Step by step solution
01
Understand the Limit Definition
The problem asks to show that \( \lim_{x \rightarrow 0} \sqrt{4-x} = 2 \). This means that as \( x \) approaches 0, the function \( \sqrt{4-x} \) gets arbitrarily close to 2.
02
Calculate Function Value at Limit Point
First, substitute \( x = 0 \) into the function \( \sqrt{4-x} \) to check the value of the function at this point. This gives \( \sqrt{4-0} = \sqrt{4} = 2 \). The function equals 2 at \( x = 0 \), which gives us a hint but we need to prove this limit formally.
03
Apply the Epsilon-Delta Definition of a Limit
According to the definition of a limit, for every \( \varepsilon > 0 \), there exists a \( \delta > 0 \) such that if \( 0 < |x - 0| < \delta \), then \( |\sqrt{4-x} - 2| < \varepsilon \). We must find \( \delta \) in terms of \( \varepsilon \).
04
Simplify the Limit Condition
The goal is to show \( |\sqrt{4-x} - 2| < \varepsilon \). Start by manipulating the inequality:\[|\sqrt{4-x} - 2| = |\sqrt{4-x} - \sqrt{4}|.\] Use the identity \( |a - b| = \frac{|a^2 - b^2|}{|a + b|} \) to write:\[|\sqrt{4-x} - 2| = \frac{|(4-x)-4|}{|\sqrt{4-x} + 2|} = \frac{|x|}{|\sqrt{4-x} + 2|}.\]
05
Bound the Expression Below Epsilon
We want \( \frac{|x|}{|\sqrt{4-x} + 2|} < \varepsilon \). Notice that as \( x \to 0 \), \( \sqrt{4-x} \to 2 \), so \( |\sqrt{4-x} + 2| \to 4 \). Therefore, we can say \( \sqrt{4-x} + 2 \geq 2 \) for \( x \) very close to 0. This gives:\[\frac{|x|}{4} < \varepsilon \]which simplifies to \(|x| < 4\varepsilon\).
06
Determine a Suitable Delta
From \( |x| < 4\varepsilon \), choose \( \delta = 4\varepsilon \).
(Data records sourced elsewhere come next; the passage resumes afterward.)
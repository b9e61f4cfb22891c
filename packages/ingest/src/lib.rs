#![cfg_attr(feature = "fail-on-warnings", deny(warnings))]
#![warn(clippy::all, clippy::pedantic, clippy::nursery, clippy::cargo)]
#![allow(clippy::multiple_crate_versions, clippy::cargo_common_metadata)]

//! Run controller: ingest then convert, one source at a time.
//!
//! For each selected source the controller moves through
//! `Idle -> Ingesting(source) -> Converting(source) -> Done`. A failing stage
//! stops the stages that depend on it for that source only; the next source
//! still runs. Nothing is kept between runs, so a failed source or date is
//! retried by running it again.

use std::fmt;
use std::sync::Arc;

use snow_cover_convert::{ConvertError, Converter};
use snow_cover_source::config::PipelineConfig;
use snow_cover_source::progress::{ProgressCallback, null_progress};
use snow_cover_source::{FetchReport, SnowSource, SourceError, registry};
use snow_cover_source_models::{ConvertedArtifact, IngestDate, SourceId};
use tokio_util::sync::CancellationToken;

/// Which stages a run performs.
#[derive(Debug, Clone, Copy, PartialEq, Eq)]
pub enum RunMode {
    /// Download (and extract) only.
    Ingest,
    /// Convert what is already on disk.
    Convert,
    /// Ingest, then convert.
    Run,
}

impl RunMode {
    /// Whether the ingest stage runs.
    #[must_use]
    pub const fn ingests(self) -> bool {
        matches!(self, Self::Ingest | Self::Run)
    }

    /// Whether the convert stage runs.
    #[must_use]
    pub const fn converts(self) -> bool {
        matches!(self, Self::Convert | Self::Run)
    }
}

/// Where the controller is in a run.
#[derive(Debug, Clone, Copy, PartialEq, Eq)]
pub enum RunState {
    /// Nothing started yet.
    Idle,
    /// Fetching and extracting a source.
    Ingesting(SourceId),
    /// Converting a source's raw files.
    Converting(SourceId),
    /// Every selected source has been handled.
    Done,
}

impl fmt::Display for RunState {
    fn fmt(&self, f: &mut fmt::Formatter<'_>) -> fmt::Result {
        match self {
            Self::Idle => write!(f, "idle"),
            Self::Ingesting(source) => write!(f, "ingesting {source}"),
            Self::Converting(source) => write!(f, "converting {source}"),
            Self::Done => write!(f, "done"),
        }
    }
}

/// A stage failure for one source.
#[derive(Debug, thiserror::Error)]
pub enum RunError {
    /// Fetch or extraction failed; conversion was not attempted.
    #[error("{source_id} ingest failed: {error}")]
    Ingest {
        /// Failing source.
        source_id: SourceId,
        /// Underlying error.
        #[source]
        error: SourceError,
    },

    /// Conversion failed.
    #[error("{source_id} conversion failed: {error}")]
    Convert {
        /// Failing source.
        source_id: SourceId,
        /// Underlying error.
        #[source]
        error: ConvertError,
    },
}

impl RunError {
    /// Whether the failure was a cancellation rather than a real error.
    #[must_use]
    pub const fn is_cancelled(&self) -> bool {
        matches!(
            self,
            Self::Ingest {
                error: SourceError::Cancelled,
                ..
            } | Self::Convert {
                error: ConvertError::Cancelled,
                ..
            }
        )
    }
}

/// What happened to one source.
#[derive(Debug)]
pub struct SourceOutcome {
    /// The source.
    pub source: SourceId,
    /// Ingest report, when ingest ran and succeeded.
    pub fetched: Option<FetchReport>,
    /// GeoTIFFs, when conversion ran and succeeded.
    pub converted: Option<Vec<ConvertedArtifact>>,
    /// The stage failure, if any.
    pub error: Option<RunError>,
}

impl SourceOutcome {
    const fn new(source: SourceId) -> Self {
        Self {
            source,
            fetched: None,
            converted: None,
            error: None,
        }
    }
}

/// Result of one run.
#[derive(Debug)]
pub struct RunSummary {
    /// Date that was processed.
    pub date: IngestDate,
    /// Per-source outcomes, in processing order.
    pub outcomes: Vec<SourceOutcome>,
    /// Every state the controller entered, starting with [`RunState::Idle`].
    pub transitions: Vec<RunState>,
    /// `true` if the run stopped early because it was cancelled.
    pub cancelled: bool,
}

impl RunSummary {
    /// `true` when every source finished without error.
    #[must_use]
    pub fn is_success(&self) -> bool {
        !self.cancelled && self.outcomes.iter().all(|o| o.error.is_none())
    }

    /// The failures, in processing order.
    pub fn failures(&self) -> impl Iterator<Item = &RunError> {
        self.outcomes.iter().filter_map(|o| o.error.as_ref())
    }
}

/// Creates a progress reporter for a labelled unit of work.
pub type ProgressFactory = Arc<dyn Fn(String) -> Arc<dyn ProgressCallback> + Send + Sync>;

/// Sequences ingest and conversion across sources.
pub struct RunController {
    sources: Vec<Box<dyn SnowSource>>,
    converter: Converter,
    progress: ProgressFactory,
}

impl RunController {
    /// Creates a controller for `sources`, processed in the given order.
    #[must_use]
    pub fn new(sources: Vec<Box<dyn SnowSource>>, converter: Converter) -> Self {
        Self {
            sources,
            converter,
            progress: Arc::new(|_: String| null_progress()),
        }
    }

    /// Builds the adapters for `ids` and a `gdal_translate` converter.
    ///
    /// # Errors
    ///
    /// Returns [`SourceError`] if an adapter cannot be created.
    pub fn from_config(config: &PipelineConfig, ids: &[SourceId]) -> Result<Self, SourceError> {
        let sources = ids
            .iter()
            .map(|id| registry::source_for(*id, config))
            .collect::<Result<Vec<_>, _>>()?;
        let converter = Converter::with_gdal(config.layout(), config.convert.clone());

        Ok(Self::new(sources, converter))
    }

    /// Reports progress through `factory` instead of discarding it.
    #[must_use]
    pub fn with_progress<F>(mut self, factory: F) -> Self
    where
        F: Fn(String) -> Arc<dyn ProgressCallback> + Send + Sync + 'static,
    {
        self.progress = Arc::new(factory);
        self
    }

    /// Runs `mode` for `date` over every source.
    ///
    /// Never fails as a whole: stage failures are recorded per source in
    /// the returned [`RunSummary`].
    pub async fn run(
        &self,
        date: IngestDate,
        mode: RunMode,
        cancel: &CancellationToken,
    ) -> RunSummary {
        let mut summary = RunSummary {
            date,
            outcomes: Vec::with_capacity(self.sources.len()),
            transitions: vec![RunState::Idle],
            cancelled: false,
        };

        for source in &self.sources {
            if cancel.is_cancelled() {
                summary.cancelled = true;
                break;
            }

            let outcome = self
                .run_source(
                    source.as_ref(),
                    date,
                    mode,
                    cancel,
                    &mut summary.transitions,
                )
                .await;
            if let Some(error) = &outcome.error {
                if error.is_cancelled() {
                    summary.cancelled = true;
                }
                log::error!("{error}");
            }
            summary.outcomes.push(outcome);

            if summary.cancelled {
                break;
            }
        }

        enter(&mut summary.transitions, RunState::Done);
        summary
    }

    async fn run_source(
        &self,
        source: &dyn SnowSource,
        date: IngestDate,
        mode: RunMode,
        cancel: &CancellationToken,
        transitions: &mut Vec<RunState>,
    ) -> SourceOutcome {
        let id = source.id();
        let mut outcome = SourceOutcome::new(id);

        if mode.ingests() {
            enter(transitions, RunState::Ingesting(id));
            let progress = (self.progress)(format!("{id} {date}: downloading"));

            match source.ingest(date, &progress, cancel).await {
                Ok(report) => {
                    let nothing_to_do = report.nothing_to_do();
                    outcome.fetched = Some(report);
                    if nothing_to_do {
                        log::info!("{id} {date}: nothing to ingest, skipping conversion");
                        return outcome;
                    }
                }
                Err(error) => {
                    outcome.error = Some(RunError::Ingest {
                        source_id: id,
                        error,
                    });
                    return outcome;
                }
            }
        }

        if mode.converts() {
            enter(transitions, RunState::Converting(id));
            let progress = (self.progress)(format!("{id} {date}: converting"));

            match self.converter.convert(id, date, &progress, cancel).await {
                Ok(converted) => outcome.converted = Some(converted),
                Err(error) => {
                    outcome.error = Some(RunError::Convert {
                        source_id: id,
                        error,
                    });
                }
            }
        }

        outcome
    }
}

fn enter(transitions: &mut Vec<RunState>, state: RunState) {
    log::debug!("Run state -> {state}");
    transitions.push(state);
}

/// Parses a source selection: `all` or a comma-separated list of source
/// ids. Order follows [`SourceId::ALL`], duplicates are dropped.
///
/// # Errors
///
/// Returns a message naming the first unknown id.
pub fn parse_source_selection(selection: &str) -> Result<Vec<SourceId>, String> {
    let selection = selection.trim();
    if selection.eq_ignore_ascii_case("all") {
        return Ok(SourceId::ALL.to_vec());
    }

    let mut requested = Vec::new();
    for part in selection.split(',').map(str::trim).filter(|p| !p.is_empty()) {
        let id: SourceId = part
            .parse()
            .map_err(|_| format!("unknown source '{part}' (expected all, ndsi or snodas)"))?;
        requested.push(id);
    }
    if requested.is_empty() {
        return Err("no source given".to_string());
    }

    Ok(SourceId::ALL
        .iter()
        .copied()
        .filter(|id| requested.contains(id))
        .collect())
}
Thus, for any \( \varepsilon > 0 \), we have shown there exists a \( \delta = 4\varepsilon \) such that whenever \( 0 < |x| < \delta \), \( |\sqrt{4-x} - 2| < \varepsilon \) holds.
07
Conclusion: Verify the Limit Statement
Because we have shown that for every \( \varepsilon > 0 \), there exists \( \delta > 0 \) (specifically, \( \delta = 4\varepsilon \)), satisfying the condition of the epsilon-delta definition of a limit, we have proven that \( \lim_{x \rightarrow 0} \sqrt{4-x} = 2 \).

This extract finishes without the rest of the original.